> [AIM OF THE EXERCISE] Which lines of the records below contain the word "AppSession"? Show each one.

> [DATA PROVIDED]
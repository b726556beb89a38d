//! termsite - interactive terminal overlay with a command console

mod cli;
mod keys;
mod navigator;
mod settings;
mod ui;

use std::fs::{ self, OpenOptions };
use std::io;
use std::path::PathBuf;
use std::sync::atomic::{ AtomicBool, Ordering };
use std::sync::Arc;
use std::thread;
use std::time::Duration;

use anyhow::{ Context, Result };
use clap::Parser;
use crossterm::{
    event::{ self, KeyEvent, KeyEventKind, MouseButton, MouseEventKind },
    terminal::{ disable_raw_mode, enable_raw_mode, EnterAlternateScreen, LeaveAlternateScreen },
    ExecutableCommand,
};
use ratatui::prelude::*;
use tokio::sync::mpsc::{ self, UnboundedReceiver, UnboundedSender };

use cli::Args;
use keys::{ Action, KeyContext };
use navigator::SystemNavigator;
use settings::Settings;
use ui::TitleButton;

use termsite_core::boot::BOOT_STEPS;
use termsite_core::{
    event_channel, BootSequence, DeviceAudio, Event, Interpreter, PlaybackController, Position, Session,
    Theme, ThemeCycler, WindowController,
};


/// How often the screen is repainted when nothing else happens.
const FRAME_INTERVAL: Duration = Duration::from_millis( 50 );


type AppSession = Session<DeviceAudio, SystemNavigator>;


/// Terminal-side state layered over the session.
struct App {
    session: AppSession,

    /// Offset of the mouse from the window origin while dragging the title bar
    drag_anchor: Option<( i32, i32 )>,

    should_quit: bool,
}


impl App {
    fn new( session: AppSession ) -> Self {
        Self {
            session,
            drag_anchor: None,
            should_quit: false,
        }
    }


    fn key_context( &self ) -> KeyContext {
        KeyContext {
            booting: self.session.is_booting(),
            visible: self.session.window().state().visible,
            playing: self.session.interpreter().playback().is_playing(),
        }
    }


    fn handle_terminal( &mut self, event: event::Event ) {
        match event {
            event::Event::Key( key ) if key.kind == KeyEventKind::Press => self.handle_key( key ),
            event::Event::Mouse( mouse ) => self.handle_mouse( mouse.column, mouse.row, mouse.kind ),
            event::Event::Resize( width, height ) => {
                self.session.handle( Event::Resize( ui::window_bounds( width, height ) ) );
            }
            _ => {}
        }
    }


    fn handle_key( &mut self, key: KeyEvent ) {
        match keys::map_key( key, self.key_context() ) {
            Some( Action::Quit ) => self.should_quit = true,
            Some( Action::Session( event ) ) => self.session.handle( event ),
            None => {}
        }
    }


    fn handle_mouse( &mut self, column: u16, row: u16, kind: MouseEventKind ) {
        if self.session.is_booting() {
            return;
        }

        let ( x, y ) = ( column as i32, row as i32 );
        let geometry = self.session.window().state();

        match kind {
            MouseEventKind::Down( MouseButton::Left ) => {
                if !geometry.visible {
                    self.session.handle( Event::Open );
                    return;
                }
                if !self.session.window().title_bar_contains( x, y ) {
                    return;
                }

                match ui::title_button( &geometry, x ) {
                    Some( TitleButton::Minimize ) => self.session.handle( Event::ToggleMinimize ),
                    Some( TitleButton::Close ) => self.session.handle( Event::Close ),
                    None => self.drag_anchor = Some(( x - geometry.position.x, y - geometry.position.y )),
                }
            }
            MouseEventKind::Drag( MouseButton::Left ) => {
                if let Some(( ax, ay )) = self.drag_anchor {
                    self.session.handle( Event::Drag( Position { x: x - ax, y: y - ay } ) );
                }
            }
            MouseEventKind::Up( MouseButton::Left ) => self.drag_anchor = None,
            _ => {}
        }
    }
}


/// Returns the log file location.
fn log_path() -> PathBuf {
    dirs::data_local_dir()
        .unwrap_or_else( std::env::temp_dir )
        .join( "termsite" )
        .join( "termsite.log" )
}


/// Logs to a file; the terminal belongs to the UI.
fn init_logging( verbose: u8 ) -> Result<()> {
    let path = log_path();
    if let Some( parent ) = path.parent() {
        fs::create_dir_all( parent )
            .with_context( || format!( "Failed to create log directory {:?}", parent ) )?;
    }

    let file = OpenOptions::new()
        .create( true )
        .append( true )
        .open( &path )
        .with_context( || format!( "Failed to open log file {:?}", path ) )?;

    let level = match verbose {
        0 => tracing::Level::INFO,
        1 => tracing::Level::DEBUG,
        _ => tracing::Level::TRACE,
    };

    tracing_subscriber::fmt()
        .with_max_level( level )
        .with_writer( file )
        .with_ansi( false )
        .init();

    Ok(())
}


/// Picks the starting theme: command line first, then settings.
fn initial_theme( args: &Args, settings: &Settings ) -> Theme {
    let key = args.theme.as_deref().unwrap_or( &settings.theme );
    key.parse().unwrap_or_else( |e| {
        tracing::warn!( "{}; using dark", e );
        Theme::Dark
    })
}


/// Reads terminal events on a plain thread and forwards them.
fn spawn_input_thread( tx: UnboundedSender<event::Event>, stop: Arc<AtomicBool> ) -> thread::JoinHandle<()> {
    thread::spawn( move || {
        while !stop.load( Ordering::Relaxed ) {
            match event::poll( Duration::from_millis( 100 ) ) {
                Ok( true ) => match event::read() {
                    Ok( ev ) => {
                        if tx.send( ev ).is_err() {
                            break;
                        }
                    }
                    Err( e ) => {
                        tracing::error!( "Failed to read terminal event: {}", e );
                        break;
                    }
                },
                Ok( false ) => {}
                Err( e ) => {
                    tracing::error!( "Failed to poll terminal: {}", e );
                    break;
                }
            }
        }
    })
}


/// Runs until the user quits.
///
/// This loop is the only consumer of session events: background events and
/// terminal input are both applied here, one at a time.
async fn run<B: Backend>(
    terminal: &mut Terminal<B>,
    app: &mut App,
    mut events: UnboundedReceiver<Event>,
    mut input: UnboundedReceiver<event::Event>,
) -> Result<()> {
    let mut frame_timer = tokio::time::interval( FRAME_INTERVAL );

    loop {
        let snapshot = app.session.snapshot();
        terminal.draw( |frame| ui::draw( frame, &snapshot ) )?;

        tokio::select! {
            Some( event ) = events.recv() => app.session.handle( event ),
            Some( event ) = input.recv() => app.handle_terminal( event ),
            _ = frame_timer.tick() => {}
        }

        if app.should_quit {
            return Ok(());
        }
    }
}


#[tokio::main]
async fn main() -> Result<()> {
    let args = Args::parse();
    init_logging( args.verbose )?;

    let settings = Settings::load( args.config.as_deref() );
    let theme = initial_theme( &args, &settings );
    let skip_boot = args.skip_boot || settings.skip_boot;
    let glitch = settings.glitch && !args.no_glitch;

    tracing::info!( "Starting termsite {}", env!( "CARGO_PKG_VERSION" ) );

    let ( tx, rx ) = event_channel();

    let audio = DeviceAudio::new( tx.clone() );
    let playback = PlaybackController::new( audio, settings.tracks() )?;
    let interpreter = Interpreter::new( ThemeCycler::new( theme ), playback, SystemNavigator );

    let ( width, height ) = crossterm::terminal::size()?;
    let window = WindowController::new( ui::window_bounds( width, height ) );

    let boot = if skip_boot {
        BootSequence::finished( BOOT_STEPS )
    } else {
        BootSequence::new( BOOT_STEPS )
    };

    let mut app = App::new( Session::new( interpreter, window, boot, tx ) );

    // Setup terminal
    enable_raw_mode()?;
    io::stdout().execute( EnterAlternateScreen )?;
    io::stdout().execute( crossterm::event::EnableMouseCapture )?;

    let mut terminal = Terminal::new( CrosstermBackend::new( io::stdout() ) )?;

    let ( input_tx, input_rx ) = mpsc::unbounded_channel();
    let stop = Arc::new( AtomicBool::new( false ) );
    let input_thread = spawn_input_thread( input_tx, Arc::clone( &stop ) );

    app.session.start_boot( glitch );
    let result = run( &mut terminal, &mut app, rx, input_rx ).await;

    app.session.shutdown();
    stop.store( true, Ordering::Relaxed );
    let _ = input_thread.join();

    // Cleanup
    io::stdout().execute( crossterm::event::DisableMouseCapture )?;
    disable_raw_mode()?;
    io::stdout().execute( LeaveAlternateScreen )?;

    if let Err( ref e ) = result {
        tracing::error!( "{:#}", e );
    }
    result
}


#[cfg( test )]
mod tests {
    use super::*;


    #[test]
    fn test_initial_theme_prefers_command_line() {
        let args = Args::try_parse_from([ "termsite", "--theme", "amber" ]).unwrap();
        let settings = Settings::from_json( r#"{ "theme": "light" }"# ).unwrap();
        assert_eq!( initial_theme( &args, &settings ), Theme::Amber );
    }


    #[test]
    fn test_initial_theme_falls_back_to_dark() {
        let args = Args::try_parse_from([ "termsite" ]).unwrap();
        let settings = Settings::from_json( r#"{ "theme": "neon" }"# ).unwrap();
        assert_eq!( initial_theme( &args, &settings ), Theme::Dark );
    }
}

> [ANSWER AREA]
type AppSession = Session<DeviceAudio, SystemNavigator>;
    session: AppSession,
    fn new( session: AppSession ) -> Self {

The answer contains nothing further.